Fusion is a process that produces energy when two atoms join to form one larger atom. Scientists are interested in fusion, because it could generate enormous amounts of energy without creating long-lasting radioactive byproducts. However, conventional fusion reactions are difficult to sustain because they rely on temperatures so extreme that the process has been impractical.
Called lattice confinement fusion, the method NASA discovered accomplishes fusion reactions with the fuel (deuterium, d) starting at room temperature, while previous fusion research relied on heating the fuel (deuterium/tritium) in a plasma to temperatures 10 times those at the center of the Sun. In the new process, a metal such as erbium is “deuterated” or loaded with deuterons, which packs the fuel approximately a billion times denser than in conventional fusion reactors. Upon irradiation with a 2.9+MeV gamma (energetic X-ray) beam, a deuteron dissociates, and the neutron and proton are ejected. The neutron collides with a deuteron, accelerating it into a neighbor inducing screened d-d fusion, or causing even more energetic screened Oppenheimer-Phillips (O-P) nuclear reactions. A novel feature of the new process is the metal lattice electrons whose negative charges help “screen” the positively charged deuterons and allow them to approach one another more closely overcoming the electrostatic barrier and more easily fusing with one another, according to the theory developed by Dr. Vlad Pines, the project’s theoretical physicist.

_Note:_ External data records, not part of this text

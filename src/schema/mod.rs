//! # Schema Module
//!
//! The input of the generator: a description of the tables of a relational
//! database, as produced by an analysis step that inspected the live database.
//!
//! ## Format
//!
//! The description is an object keyed by table name:
//!
//! ```json
//! {
//!   "addresses": {
//!     "fields": [
//!       { "name": "id", "nameColumn": "id", "type": "INTEGER", "primaryKey": true, "isRequired": true },
//!       { "name": "createdAt", "nameColumn": "created_at", "type": "DATE", "defaultValue": { "literal": "now()" } }
//!     ],
//!     "references": [
//!       {
//!         "association": "belongsTo",
//!         "ref": "customers",
//!         "as": "customer",
//!         "foreignKey": "customer_id",
//!         "foreignKeyName": "customerIdKey",
//!         "targetKey": "id"
//!       }
//!     ],
//!     "primaryKeys": ["id"],
//!     "options": { "timestamps": true, "underscored": true }
//!   }
//! }
//! ```
//!
//! Both JSON and YAML are accepted by [`load_schema`].
//!
//! ## Validation
//!
//! [`SchemaDescription::validate`] fails fast on descriptions that would
//! produce broken code (empty names, missing association keys, colliding
//! attribute keys).

mod load;
mod types;
mod validate;

pub use load::load_schema;
pub use types::*;
use std::fmt;

/// Schema description validation error
///
/// Returned by [`crate::schema::SchemaDescription::validate`] before any file
/// is rendered, so a malformed description never produces partial output.
#[derive(Debug, Clone, PartialEq, Eq)]
pub enum SchemaError {
    /// The description contains no table at all
    Empty,
    /// A table key is empty or whitespace
    EmptyTableName,
    /// A table name has no letter or digit to build a model name from
    UnusableTableName {
        /// The offending table key
        table: String,
    },
    /// Two tables map to the same model name
    DuplicateModelName {
        /// Table seen first, by name order
        first: String,
        /// Table whose model name collides with `first`
        second: String,
    },
    /// A field has an empty attribute name
    EmptyFieldName {
        /// Table owning the field
        table: String,
    },
    /// A field has an empty column name
    EmptyColumnName {
        /// Table owning the field
        table: String,
        /// Attribute name of the field
        field: String,
    },
    /// A field has no Sequelize data type
    EmptyFieldType {
        /// Table owning the field
        table: String,
        /// Attribute name of the field
        field: String,
    },
    /// Two fields render to the same attribute key
    DuplicateField {
        /// Table owning the fields
        table: String,
        /// The colliding attribute key
        key: String,
    },
    /// A reference has an empty target table
    MissingReferenceTarget {
        /// Table owning the reference
        table: String,
    },
    /// A reference has an empty alias (`as`)
    MissingAlias {
        /// Table owning the reference
        table: String,
        /// Target table of the reference
        target: String,
    },
    /// A reference lacks a required key
    MissingReferenceKey {
        /// Table owning the reference
        table: String,
        /// Alias of the reference
        alias: String,
        /// Name of the missing key (`foreignKey`, `through`, ...)
        key: &'static str,
    },
}

impl fmt::Display for SchemaError {
    fn fmt(&self, f: &mut fmt::Formatter<'_>) -> fmt::Result {
        match self {
            SchemaError::Empty => {
                write!(f, "Schema error: the description does not contain any table")
            }
            SchemaError::EmptyTableName => {
                write!(f, "Schema error: a table has an empty name")
            }
            SchemaError::UnusableTableName { table } => {
                write!(
                    f,
                    "Schema error: table '{table}' does not yield a usable model name"
                )
            }
            SchemaError::DuplicateModelName { first, second } => {
                write!(
                    f,
                    "Schema error: tables '{first}' and '{second}' map to the same model name"
                )
            }
            SchemaError::EmptyFieldName { table } => {
                write!(f, "Schema error: table '{table}' has a field with an empty name")
            }
            SchemaError::EmptyColumnName { table, field } => {
                write!(
                    f,
                    "Schema error: field '{field}' of table '{table}' has an empty column name"
                )
            }
            SchemaError::EmptyFieldType { table, field } => {
                write!(
                    f,
                    "Schema error: field '{field}' of table '{table}' has no data type"
                )
            }
            SchemaError::DuplicateField { table, key } => {
                write!(
                    f,
                    "Schema error: table '{table}' declares the attribute {key} more than once"
                )
            }
            SchemaError::MissingReferenceTarget { table } => {
                write!(
                    f,
                    "Schema error: table '{table}' has an association without a target table"
                )
            }
            SchemaError::MissingAlias { table, target } => {
                write!(
                    f,
                    "Schema error: association from '{table}' to '{target}' has no alias (as)"
                )
            }
            SchemaError::MissingReferenceKey { table, alias, key } => {
                write!(
                    f,
                    "Schema error: association '{alias}' of table '{table}' is missing {key}"
                )
            }
        }
    }
}

impl std::error::Error for SchemaError {}

/// Generator configuration error
///
/// Returned by [`crate::config::DumperConfig::validate`].
#[derive(Debug, Clone, PartialEq, Eq)]
pub enum ConfigError {
    /// `appName` is empty; it names both the output directory and the package
    EmptyAppName,
    /// `appPort` is 0
    InvalidPort,
    /// `db` is enabled but no connection URL was given
    MissingConnectionUrl,
    /// The connection URL cannot be parsed
    InvalidConnectionUrl {
        /// The offending URL
        url: String,
        /// Parser message
        reason: String,
    },
    /// The connection URL scheme does not belong to the configured dialect
    DialectMismatch {
        /// Configured dialect
        dialect: String,
        /// Scheme found in the URL
        scheme: String,
    },
    /// An OS override could not be recognised
    UnknownTargetOs {
        /// The unrecognised value
        value: String,
    },
}

impl fmt::Display for ConfigError {
    fn fmt(&self, f: &mut fmt::Formatter<'_>) -> fmt::Result {
        match self {
            ConfigError::EmptyAppName => {
                write!(f, "Configuration error: appName must not be empty")
            }
            ConfigError::InvalidPort => {
                write!(f, "Configuration error: appPort must be between 1 and 65535")
            }
            ConfigError::MissingConnectionUrl => {
                write!(
                    f,
                    "Configuration error: dbConnectionUrl is required when db is enabled"
                )
            }
            ConfigError::InvalidConnectionUrl { url, reason } => {
                write!(
                    f,
                    "Configuration error: invalid dbConnectionUrl '{url}': {reason}"
                )
            }
            ConfigError::DialectMismatch { dialect, scheme } => {
                write!(
                    f,
                    "Configuration error: connection URL scheme '{scheme}' does not match dialect '{dialect}'"
                )
            }
            ConfigError::UnknownTargetOs { value } => {
                write!(
                    f,
                    "Configuration error: unknown target OS '{value}'. \
                    Expected one of: linux, darwin, macos, windows, other"
                )
            }
        }
    }
}

impl std::error::Error for ConfigError {}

“This discovery opens a new path for initiating fusion reactions for further study within the scientific community. However, the reaction rates still need to be increased substantially to achieve appreciable power levels, which may be possible utilizing various reaction multiplication methods under consideration,” said Glenn’s Dr. Bruce Steinetz, the NASA project principal investigator.
With more study and development, future applications could include power systems for long-duration space exploration missions or in-space propulsion. It also could be used on Earth for power plants or creating medical isotopes for nuclear medicine.